A high degree of empathy is associated with kind and giving people, and highly developed sense of empathy has been associated with a high degree of a specific type of intelligence. Nurturing this type of intelligence is what will lead to a naturally kind and giving person, and the good news is that it isn't difficult to nurture empathy in a normal, healthy, child.
When babies are treated with empathy and understanding from the time they are born they experience how good it feels to have someone meet their needs, try to comfort them when they are scared or uncomfortable, and treat them with kindness and love. They may not know the word, "appreciate", but they feel that appreciation when someone treats them with kindness or shares with them. That "someone" is usually the child's parents, although it could be a guardian. It does have to be the person with whom the child spends most of his time and to whom he has a normal attachment.

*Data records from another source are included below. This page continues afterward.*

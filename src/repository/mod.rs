use async_trait::async_trait;
use chrono::{DateTime, NaiveDateTime, Utc};
use uuid::Uuid;
use crate::domain::*;
use crate::error::{AppError, Result};

pub mod admin_repository;
pub mod booking_repository;
pub mod course_repository;
pub mod gift_card_repository;
pub mod job_repository;
pub mod order_repository;
pub mod payment_repository;
pub mod product_repository;

pub use admin_repository::SqliteAdminRepository;
pub use booking_repository::SqliteBookingRepository;
pub use course_repository::SqliteCourseRepository;
pub use gift_card_repository::SqliteGiftCardRepository;
pub use job_repository::SqliteJobRepository;
pub use order_repository::SqliteOrderRepository;
pub use payment_repository::SqlitePaymentRepository;
pub use product_repository::SqliteProductRepository;

#[async_trait]
pub trait AdminRepository: Send + Sync {
    async fn create(&self, email: &str, full_name: &str, password_hash: &str) -> Result<AdminUser>;
    async fn find_by_id(&self, id: Uuid) -> Result<Option<AdminUser>>;
    async fn find_by_email(&self, email: &str) -> Result<Option<AdminUser>>;
    async fn get_password_hash(&self, email: &str) -> Result<Option<String>>;
    async fn record_login(&self, id: Uuid) -> Result<()>;
    async fn count(&self) -> Result<i64>;
}

#[async_trait]
pub trait CourseRepository: Send + Sync {
    async fn create_template(&self, request: CreateCourseTemplateRequest) -> Result<CourseTemplate>;
    async fn find_template(&self, id: Uuid) -> Result<Option<CourseTemplate>>;
    async fn find_template_by_slug(&self, slug: &str) -> Result<Option<CourseTemplate>>;
    async fn list_templates(&self, active_only: bool) -> Result<Vec<CourseTemplate>>;
    async fn update_template(&self, id: Uuid, update: UpdateCourseTemplateRequest) -> Result<CourseTemplate>;
    async fn delete_template(&self, id: Uuid) -> Result<()>;
    async fn create_instance(&self, request: CreateCourseInstanceRequest) -> Result<CourseInstance>;
    async fn find_instance(&self, id: Uuid) -> Result<Option<CourseInstance>>;
    async fn list_instances_for_template(&self, template_id: Uuid, upcoming_only: bool) -> Result<Vec<CourseInstance>>;
    async fn list_upcoming_instances(&self, limit: i64) -> Result<Vec<CourseInstance>>;
    async fn set_instance_status(&self, id: Uuid, status: CourseInstanceStatus) -> Result<CourseInstance>;
    /// Recomputes `current_participants` from confirmed bookings and returns it.
    async fn recount_participants(&self, id: Uuid) -> Result<i32>;
}

#[async_trait]
pub trait BookingRepository: Send + Sync {
    async fn find_by_id(&self, id: Uuid) -> Result<Option<Booking>>;
    async fn find_by_reference(&self, reference: &str) -> Result<Option<Booking>>;
    async fn list(&self, status: Option<BookingStatus>, limit: i64, offset: i64) -> Result<Vec<Booking>>;
    async fn list_for_instance(&self, course_instance_id: Uuid) -> Result<Vec<Booking>>;
    async fn update_status(&self, id: Uuid, status: BookingStatus) -> Result<Booking>;
}

#[async_trait]
pub trait GiftCardRepository: Send + Sync {
    async fn find_by_id(&self, id: Uuid) -> Result<Option<GiftCard>>;
    async fn find_by_code(&self, code: &str) -> Result<Option<GiftCard>>;
    async fn list(&self, status: Option<GiftCardStatus>, limit: i64, offset: i64) -> Result<Vec<GiftCard>>;
    async fn update_status(&self, id: Uuid, status: GiftCardStatus) -> Result<GiftCard>;
    async fn set_pdf_path(&self, id: Uuid, pdf_path: &str) -> Result<()>;
    async fn mark_sent(&self, id: Uuid) -> Result<()>;
    /// Marks active cards past `expires_at` as expired. Returns how many changed.
    async fn expire_overdue(&self) -> Result<u64>;
}

#[async_trait]
pub trait ProductRepository: Send + Sync {
    async fn create(&self, request: CreateProductRequest) -> Result<Product>;
    async fn find_by_id(&self, id: Uuid) -> Result<Option<Product>>;
    async fn find_by_slug(&self, slug: &str) -> Result<Option<Product>>;
    async fn list(&self, published_only: bool) -> Result<Vec<Product>>;
    async fn update(&self, id: Uuid, update: UpdateProductRequest) -> Result<Product>;
    async fn delete(&self, id: Uuid) -> Result<()>;
}

#[async_trait]
pub trait OrderRepository: Send + Sync {
    async fn find_by_id(&self, id: Uuid) -> Result<Option<ShopOrder>>;
    async fn list(&self, status: Option<OrderStatus>, limit: i64, offset: i64) -> Result<Vec<ShopOrder>>;
    async fn mark_shipped(&self, id: Uuid) -> Result<ShopOrder>;
}

#[async_trait]
pub trait PaymentRepository: Send + Sync {
    async fn find_by_id(&self, id: Uuid) -> Result<Option<Payment>>;
    async fn find_by_provider_id(&self, provider_id: &str) -> Result<Option<Payment>>;
    async fn find_by_reference(&self, reference: &str) -> Result<Option<Payment>>;
    async fn find_by_idempotency_key(&self, key: &str) -> Result<Option<Payment>>;
    async fn find_by_subject(&self, kind: PaymentKind, subject_id: Uuid) -> Result<Vec<Payment>>;
    async fn list(&self, status: Option<PaymentStatus>, limit: i64, offset: i64) -> Result<Vec<Payment>>;
    /// Swish payments still `CREATED` that were created before `cutoff`.
    async fn list_stale_created(&self, method: PaymentMethod, cutoff: DateTime<Utc>) -> Result<Vec<Payment>>;
    async fn set_provider_id(&self, id: Uuid, provider_id: &str) -> Result<()>;
    async fn sum_paid_since(&self, since: DateTime<Utc>) -> Result<i64>;
    async fn find_invoice(&self, id: Uuid) -> Result<Option<Invoice>>;
    async fn find_invoice_by_payment(&self, payment_id: Uuid) -> Result<Option<Invoice>>;
    async fn set_invoice_pdf(&self, id: Uuid, pdf_path: &str) -> Result<()>;
    async fn mark_invoice_sent(&self, id: Uuid) -> Result<()>;
}

#[async_trait]
pub trait JobRepository: Send + Sync {
    async fn enqueue(&self, payload: JobPayload, run_at: DateTime<Utc>) -> Result<BackgroundJob>;
    async fn find_by_id(&self, id: Uuid) -> Result<Option<BackgroundJob>>;
    /// Moves the oldest due pending job to `processing` and returns it.
    async fn claim_next(&self) -> Result<Option<BackgroundJob>>;
    async fn mark_completed(&self, id: Uuid) -> Result<()>;
    /// Back to `pending` at `retry_at`, or `failed` when `retry_at` is `None`.
    async fn mark_failed(&self, id: Uuid, error: &str, retry_at: Option<DateTime<Utc>>) -> Result<()>;
    async fn recover_stale(&self, locked_before: DateTime<Utc>) -> Result<u64>;
    async fn retry(&self, id: Uuid) -> Result<BackgroundJob>;
    async fn list(&self, status: Option<JobStatus>, limit: i64) -> Result<Vec<BackgroundJob>>;
    async fn count_by_status(&self, status: JobStatus) -> Result<i64>;
}

pub(crate) fn parse_uuid(value: &str) -> Result<Uuid> {
    Uuid::parse_str(value).map_err(|e| AppError::Database(e.to_string()))
}

pub(crate) fn to_utc(value: NaiveDateTime) -> DateTime<Utc> {
    DateTime::from_naive_utc_and_offset(value, Utc)
}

In fact, it is such treatment of a baby that contributes to the most healthy attachment.
When a baby or young child feels that appreciation for the parents who so meet his needs, treasure, respect, and share with him he comes to see them as people to whom he looks up, and to whom he feels extremely close. It is this admiration and sense of feeling close that make a baby absolutely treasure and admire his parents. When a baby is treated with kindness and empathy it helps him have a sense of security.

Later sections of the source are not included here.